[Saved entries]
......

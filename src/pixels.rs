// ============================================================================
// PIXEL BUFFER — flat row-major RGBA8 storage
// ============================================================================

use image::{Rgba, RgbaImage};
use rayon::prelude::*;

/// One RGBA8 pixel.
#[derive(Clone, Copy, Debug, Default, PartialEq, Eq, Hash)]
pub struct Pixel {
    pub red: u8,
    pub green: u8,
    pub blue: u8,
    pub alpha: u8,
}

impl Pixel {
    pub const fn new(red: u8, green: u8, blue: u8, alpha: u8) -> Self {
        Self { red, green, blue, alpha }
    }

    pub fn to_array(self) -> [u8; 4] {
        [self.red, self.green, self.blue, self.alpha]
    }
}

impl From<[u8; 4]> for Pixel {
    fn from([red, green, blue, alpha]: [u8; 4]) -> Self {
        Self { red, green, blue, alpha }
    }
}

impl From<Rgba<u8>> for Pixel {
    fn from(px: Rgba<u8>) -> Self {
        Self::from(px.0)
    }
}

impl From<Pixel> for Rgba<u8> {
    fn from(px: Pixel) -> Self {
        Rgba(px.to_array())
    }
}

/// Decoded bitmap: `width * height` pixels in row-major order
/// (pixel `(x, y)` lives at `y * width + x`).
///
/// The pixel count never changes after construction; filter passes write
/// back in place.
#[derive(Clone, Debug, PartialEq, Eq)]
pub struct PixelBuffer {
    width: u32,
    height: u32,
    pixels: Vec<Pixel>,
}

impl PixelBuffer {
    /// Buffer of the given size filled with `fill`.  Returns `None` for a
    /// zero dimension.
    pub fn new(width: u32, height: u32, fill: Pixel) -> Option<Self> {
        if width == 0 || height == 0 {
            return None;
        }
        let count = width as usize * height as usize;
        Some(Self { width, height, pixels: vec![fill; count] })
    }

    /// Wrap an existing pixel vector.  `None` if the length does not match.
    pub fn from_pixels(width: u32, height: u32, pixels: Vec<Pixel>) -> Option<Self> {
        if width == 0 || height == 0 || pixels.len() != width as usize * height as usize {
            return None;
        }
        Some(Self { width, height, pixels })
    }

    /// Build from interleaved RGBA8 bytes (4 bytes per pixel).
    pub fn from_raw(width: u32, height: u32, raw: &[u8]) -> Option<Self> {
        if raw.len() != width as usize * height as usize * 4 {
            return None;
        }
        let pixels = raw
            .chunks_exact(4)
            .map(|c| Pixel::new(c[0], c[1], c[2], c[3]))
            .collect();
        Self::from_pixels(width, height, pixels)
    }

    pub fn from_rgba_image(img: &RgbaImage) -> Option<Self> {
        Self::from_raw(img.width(), img.height(), img.as_raw())
    }

    pub fn width(&self) -> u32 {
        self.width
    }

    pub fn height(&self) -> u32 {
        self.height
    }

    pub fn pixels(&self) -> &[Pixel] {
        &self.pixels
    }

    pub fn len(&self) -> usize {
        self.pixels.len()
    }

    pub fn is_empty(&self) -> bool {
        self.pixels.is_empty()
    }

    fn index(&self, x: u32, y: u32) -> Option<usize> {
        (x < self.width && y < self.height).then(|| y as usize * self.width as usize + x as usize)
    }

    pub fn get(&self, x: u32, y: u32) -> Option<Pixel> {
        self.index(x, y).map(|i| self.pixels[i])
    }

    /// Overwrite one pixel.  Returns `false` when `(x, y)` is out of bounds.
    pub fn set(&mut self, x: u32, y: u32, px: Pixel) -> bool {
        match self.index(x, y) {
            Some(i) => {
                self.pixels[i] = px;
                true
            }
            None => false,
        }
    }

    /// Replace every pixel with `transform(pixel)`, in place.
    /// Rows are processed in parallel; each pixel is independent.
    pub fn map_pixels<F>(&mut self, transform: F)
    where
        F: Fn(Pixel) -> Pixel + Sync,
    {
        let stride = self.width as usize;
        self.pixels.par_chunks_mut(stride).for_each(|row| {
            for px in row.iter_mut() {
                *px = transform(*px);
            }
        });
    }

    /// Interleaved RGBA8 bytes.
    pub fn to_raw(&self) -> Vec<u8> {
        self.pixels.iter().flat_map(|p| p.to_array()).collect()
    }

    pub fn to_rgba_image(&self) -> RgbaImage {
        RgbaImage::from_fn(self.width, self.height, |x, y| {
            self.pixels[y as usize * self.width as usize + x as usize].into()
        })
    }
}

#[cfg(test)]
mod tests {
    use super::*;

    #[test]
    fn zero_dimensions_are_rejected() {
        assert!(PixelBuffer::new(0, 4, Pixel::default()).is_none());
        assert!(PixelBuffer::new(4, 0, Pixel::default()).is_none());
        assert!(PixelBuffer::from_raw(0, 0, &[]).is_none());
    }

    #[test]
    fn from_raw_checks_length() {
        assert!(PixelBuffer::from_raw(2, 1, &[0; 7]).is_none());
        let buf = PixelBuffer::from_raw(2, 1, &[1, 2, 3, 4, 5, 6, 7, 8]).unwrap();
        assert_eq!(buf.get(1, 0), Some(Pixel::new(5, 6, 7, 8)));
        assert_eq!(buf.to_raw(), vec![1, 2, 3, 4, 5, 6, 7, 8]);
    }

    #[test]
    fn indexing_is_row_major() {
        let mut buf = PixelBuffer::new(3, 2, Pixel::default()).unwrap();
        assert!(buf.set(2, 1, Pixel::new(9, 9, 9, 9)));
        assert_eq!(buf.pixels()[3 + 2], Pixel::new(9, 9, 9, 9));
        assert!(!buf.set(3, 0, Pixel::default()));
        assert_eq!(buf.get(0, 2), None);
    }

    #[test]
    fn rgba_image_bridge_preserves_pixels() {
        let img = RgbaImage::from_fn(3, 2, |x, y| Rgba([x as u8, y as u8, 7, 200]));
        let buf = PixelBuffer::from_rgba_image(&img).unwrap();
        assert_eq!(buf.get(2, 1), Some(Pixel::new(2, 1, 7, 200)));
        assert_eq!(buf.to_rgba_image(), img);
    }

    #[test]
    fn map_pixels_keeps_length() {
        let mut buf = PixelBuffer::new(5, 3, Pixel::new(1, 2, 3, 4)).unwrap();
        buf.map_pixels(|p| Pixel { red: p.red + 1, ..p });
        assert_eq!(buf.len(), 15);
        assert!(buf.pixels().iter().all(|p| *p == Pixel::new(2, 2, 3, 4)));
    }
}
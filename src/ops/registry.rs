// ============================================================================
// NAMED FILTERS — string key → fresh Filter
// ============================================================================

use std::str::FromStr;

use super::filters::{Filter, FilterKind};
use super::processor::FilterError;

/// Every registry key, in listing order.
pub const FILTER_NAMES: [&str; 6] = ["red", "green", "blue", "grayscale", "contrast", "alpha"];

/// Build the filter registered under `name` at its default intensity.
///
/// Each call returns a new value, so adjusting the intensity of one resolved
/// filter never leaks into later lookups.
pub fn filter_by_name(name: &str) -> Option<Filter> {
    FilterKind::from_name(name).map(Filter::new)
}

/// Like [`filter_by_name`] but reports unknown names as an error.
pub fn resolve(name: &str) -> Result<Filter, FilterError> {
    filter_by_name(name).ok_or_else(|| FilterError::FilterNotFound(name.to_string()))
}

/// Textual filter reference: `name` or `name=intensity`.
#[derive(Clone, Debug, PartialEq, Eq)]
pub struct FilterSpec {
    pub kind: FilterKind,
    pub intensity: Option<i32>,
}

impl FilterSpec {
    pub fn to_filter(&self) -> Filter {
        match self.intensity {
            Some(i) => Filter::with_intensity(self.kind, i),
            None => Filter::new(self.kind),
        }
    }
}

impl FromStr for FilterSpec {
    type Err = FilterError;

    fn from_str(s: &str) -> Result<Self, Self::Err> {
        let (name, intensity) = match s.split_once('=') {
            Some((name, value)) => {
                let value = value.trim();
                let parsed = value
                    .parse::<i32>()
                    .map_err(|_| FilterError::InvalidSpec(s.to_string()))?;
                (name.trim(), Some(parsed))
            }
            None => (s.trim(), None),
        };
        let kind = FilterKind::from_name(name)
            .ok_or_else(|| FilterError::FilterNotFound(name.to_string()))?;
        Ok(Self { kind, intensity })
    }
}

impl std::fmt::Display for FilterSpec {
    fn fmt(&self, f: &mut std::fmt::Formatter<'_>) -> std::fmt::Result {
        match self.intensity {
            Some(i) => write!(f, "{}={}", self.kind, i),
            None => write!(f, "{}", self.kind),
        }
    }
}
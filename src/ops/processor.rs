// ============================================================================
// IMAGE PROCESSOR — owns a pixel buffer and runs filter chains over it
// ============================================================================
//
// Name resolution and buffer checks happen before any pixel is touched, so a
// failed call always leaves the working buffer as it was.
// ============================================================================

use super::filters::{Filter, apply_chain};
use super::registry;
use crate::logger::{self, ApplyRecord};
use crate::pixels::PixelBuffer;

/// Error type for filter processing
#[derive(Debug, Clone, PartialEq, Eq)]
pub enum FilterError {
    /// No decoded image to work on.
    NoImage,
    /// A filter name with no registry entry.
    FilterNotFound(String),
    /// A `name=intensity` reference whose intensity is not an integer.
    InvalidSpec(String),
}

impl std::fmt::Display for FilterError {
    fn fmt(&self, f: &mut std::fmt::Formatter<'_>) -> std::fmt::Result {
        match self {
            FilterError::NoImage => write!(f, "No image to process"),
            FilterError::FilterNotFound(name) => write!(f, "Unknown filter: '{}'", name),
            FilterError::InvalidSpec(spec) => {
                write!(f, "Invalid filter '{}' (expected name or name=intensity)", spec)
            }
        }
    }
}

impl std::error::Error for FilterError {}

/// Applies filters to a decoded image.
///
/// Keeps the untouched source next to the working copy so callers can
/// compare against it or start over with [`ImageProcessor::reset`].
#[derive(Clone, Debug, Default)]
pub struct ImageProcessor {
    original: Option<PixelBuffer>,
    image: Option<PixelBuffer>,
    filters: Vec<Filter>,
    string_filters: Vec<String>,
}

impl ImageProcessor {
    pub fn new(image: PixelBuffer) -> Self {
        Self::from_decoded(Some(image))
    }

    /// Processor over the result of an upstream decode.  `None` (decode
    /// failure) gives a processor whose apply calls report
    /// [`FilterError::NoImage`].
    pub fn from_decoded(image: Option<PixelBuffer>) -> Self {
        Self {
            original: image.clone(),
            image,
            filters: Vec::new(),
            string_filters: Vec::new(),
        }
    }

    pub fn add_filter(&mut self, filter: Filter) {
        self.filters.push(filter);
    }

    /// Queue a filter by registry name.  The name is checked when
    /// [`ImageProcessor::apply_filters`] runs.
    pub fn add_string_filter(&mut self, name: impl Into<String>) {
        self.string_filters.push(name.into());
    }

    pub fn filters(&self) -> &[Filter] {
        &self.filters
    }

    /// Mutable access to the active chain, e.g. to retune an intensity
    /// before re-applying.
    pub fn filters_mut(&mut self) -> &mut [Filter] {
        &mut self.filters
    }

    pub fn string_filters(&self) -> &[String] {
        &self.string_filters
    }

    /// Resolve queued names onto the active chain, then run the whole chain
    /// over every pixel.
    ///
    /// Queued names are kept after resolution, so every call appends them
    /// to the chain again.
    pub fn apply_filters(&mut self) -> Result<(), FilterError> {
        if self.image.is_none() {
            log_err!("apply_filters: no image loaded");
            return Err(FilterError::NoImage);
        }

        let resolved = self
            .string_filters
            .iter()
            .map(|name| registry::resolve(name))
            .collect::<Result<Vec<_>, _>>()
            .inspect_err(|e| {
                log_err!("apply_filters: {}", e);
            })?;
        self.filters.extend(resolved);

        let chain = &self.filters;
        let Some(image) = self.image.as_mut() else {
            return Err(FilterError::NoImage);
        };
        logger::record_apply(&ApplyRecord {
            mode: "chain",
            filters: chain,
            width: image.width(),
            height: image.height(),
        });
        image.map_pixels(|px| apply_chain(chain, px));
        Ok(())
    }

    /// Run one filter over every pixel.  Queued names are ignored.
    pub fn apply_single_filter(&mut self, filter: &Filter) -> Result<(), FilterError> {
        let Some(image) = self.image.as_mut() else {
            log_err!("apply_single_filter: no image loaded");
            return Err(FilterError::NoImage);
        };
        logger::record_apply(&ApplyRecord {
            mode: "single",
            filters: std::slice::from_ref(filter),
            width: image.width(),
            height: image.height(),
        });
        image.map_pixels(|px| filter.apply_own(px));
        Ok(())
    }

    /// Working buffer (filtered so far).
    pub fn image(&self) -> Option<&PixelBuffer> {
        self.image.as_ref()
    }

    /// Source buffer as it was before any filter ran.
    pub fn original(&self) -> Option<&PixelBuffer> {
        self.original.as_ref()
    }

    /// Discard filter results and restore the source pixels.  The chain and
    /// queued names are kept.
    pub fn reset(&mut self) {
        self.image = self.original.clone();
    }

    /// Hand the working buffer to the caller, leaving the processor empty.
    pub fn take_image(&mut self) -> Option<PixelBuffer> {
        self.original = None;
        self.image.take()
    }
}
//! Run log: one file per run, truncated when the run starts.
//!
//! Default location is `<data dir>/Filterer/filterer.log` (`%APPDATA%`,
//! `~/Library/Application Support`, `$XDG_DATA_HOME` or `~/.local/share`);
//! the CLI's `--log FILE` overrides it.
//!
//! Free-form lines go through `log_info!` / `log_warn!` / `log_err!`.  Every
//! filter pass also writes one [`ApplyRecord`] line, so a log can be grepped
//! for `APPLY` to see exactly which chain touched how many pixels.  Nothing
//! is written until [`init`] has run.

use std::fs::{self, File, OpenOptions};
use std::io::Write;
use std::path::{Path, PathBuf};
use std::sync::{Mutex, OnceLock};
use std::time::{SystemTime, UNIX_EPOCH};

use crate::ops::filters::Filter;

static SINK: OnceLock<Mutex<File>> = OnceLock::new();

#[macro_export]
macro_rules! log_info {
    ($($arg:tt)*) => {
        $crate::logger::write("INFO", &format!($($arg)*))
    };
}

#[macro_export]
macro_rules! log_warn {
    ($($arg:tt)*) => {
        $crate::logger::write("WARN", &format!($($arg)*))
    };
}

#[macro_export]
macro_rules! log_err {
    ($($arg:tt)*) => {
        $crate::logger::write("ERROR", &format!($($arg)*))
    };
}

/// One filter pass over an image.
#[derive(Clone, Copy, Debug)]
pub struct ApplyRecord<'a> {
    /// `"chain"` for `apply_filters`, `"single"` for `apply_single_filter`.
    pub mode: &'static str,
    pub filters: &'a [Filter],
    pub width: u32,
    pub height: u32,
}

impl ApplyRecord<'_> {
    pub fn pixel_count(&self) -> u64 {
        self.width as u64 * self.height as u64
    }
}

impl std::fmt::Display for ApplyRecord<'_> {
    fn fmt(&self, f: &mut std::fmt::Formatter<'_>) -> std::fmt::Result {
        write!(f, "mode={} filters=", self.mode)?;
        if self.filters.is_empty() {
            f.write_str("-")?;
        }
        for (i, filter) in self.filters.iter().enumerate() {
            if i > 0 {
                f.write_str(",")?;
            }
            write!(f, "{}", filter)?;
        }
        write!(
            f,
            " pixels={} size={}x{}",
            self.pixel_count(),
            self.width,
            self.height
        )
    }
}

/// Log one filter pass.
pub fn record_apply(record: &ApplyRecord<'_>) {
    write("APPLY", &record.to_string());
}

/// Write a level-tagged line.  Dropped silently before [`init`] or on I/O
/// failure.
pub fn write(level: &str, msg: &str) {
    let Some(sink) = SINK.get() else { return };
    if let Ok(mut file) = sink.lock() {
        let _ = writeln!(file, "{} {:<5} {}", epoch_stamp(), level, msg);
    }
}

/// Open the run log at `path`, or at the default location when `None`.
/// Only the first call in a process has any effect.  Panics are mirrored
/// into the log before the default hook runs.
pub fn init(path: Option<&Path>) {
    if SINK.get().is_some() {
        return;
    }
    let path = path.map(Path::to_path_buf).unwrap_or_else(default_log_path);

    if let Some(parent) = path.parent() {
        let _ = fs::create_dir_all(parent);
    }
    let file = match OpenOptions::new()
        .create(true)
        .write(true)
        .truncate(true)
        .open(&path)
    {
        Ok(f) => f,
        Err(e) => {
            // Run without a log
            eprintln!("[logger] cannot open {}: {}", path.display(), e);
            return;
        }
    };
    let _ = SINK.set(Mutex::new(file));
    write("INFO", &format!("filterer {} run log: {}", env!("CARGO_PKG_VERSION"), path.display()));

    let default_hook = std::panic::take_hook();
    std::panic::set_hook(Box::new(move |info| {
        write("PANIC", &info.to_string());
        default_hook(info);
    }));
}

fn default_log_path() -> PathBuf {
    data_dir().join("Filterer").join("filterer.log")
}

/// First platform data directory that the environment provides.
fn data_dir() -> PathBuf {
    let candidates: &[(&str, &[&str])] = if cfg!(target_os = "windows") {
        &[("APPDATA", &[])]
    } else if cfg!(target_os = "macos") {
        &[("HOME", &["Library", "Application Support"])]
    } else {
        &[("XDG_DATA_HOME", &[]), ("HOME", &[".local", "share"])]
    };
    candidates
        .iter()
        .find_map(|(var, tail)| {
            let base = std::env::var_os(var)?;
            Some(tail.iter().fold(PathBuf::from(base), |p, part| p.join(part)))
        })
        .unwrap_or_else(|| PathBuf::from("."))
}

/// Seconds since the Unix epoch with millisecond precision.
fn epoch_stamp() -> String {
    match SystemTime::now().duration_since(UNIX_EPOCH) {
        Ok(d) => format!("{}.{:03}", d.as_secs(), d.subsec_millis()),
        Err(_) => "0.000".to_string(),
    }
}

#[cfg(test)]
mod tests {
    use super::*;

    #[test]
    fn apply_record_lists_chain_and_size() {
        let chain = [Filter::red(255), Filter::grayscale()];
        let record = ApplyRecord { mode: "chain", filters: &chain, width: 3, height: 2 };
        assert_eq!(
            record.to_string(),
            "mode=chain filters=red=255,grayscale=20 pixels=6 size=3x2"
        );
    }

    #[test]
    fn apply_record_marks_empty_chain() {
        let record = ApplyRecord { mode: "chain", filters: &[], width: 1, height: 1 };
        assert_eq!(record.to_string(), "mode=chain filters=- pixels=1 size=1x1");
    }

    #[test]
    fn epoch_stamp_has_millis() {
        let stamp = epoch_stamp();
        let (secs, millis) = stamp.split_once('.').unwrap();
        assert!(secs.parse::<u64>().is_ok());
        assert_eq!(millis.len(), 3);
    }

    #[test]
    fn default_log_lives_under_app_folder() {
        assert!(default_log_path().ends_with(Path::new("Filterer").join("filterer.log")));
    }
}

......

## The problem:
Give back exactly the lines above starting at the line where "let resolved = self" appears and ending at the line where "self.filters.extend(resolved);" appears, both included, with no other lines.

## Reply to the exercise:
        let resolved = self
            .string_filters
            .iter()
            .map(|name| registry::resolve(name))
            .collect::<Result<Vec<_>, _>>()
            .inspect_err(|e| {
                log_err!("apply_filters: {}", e);
            })?;
        self.filters.extend(resolved);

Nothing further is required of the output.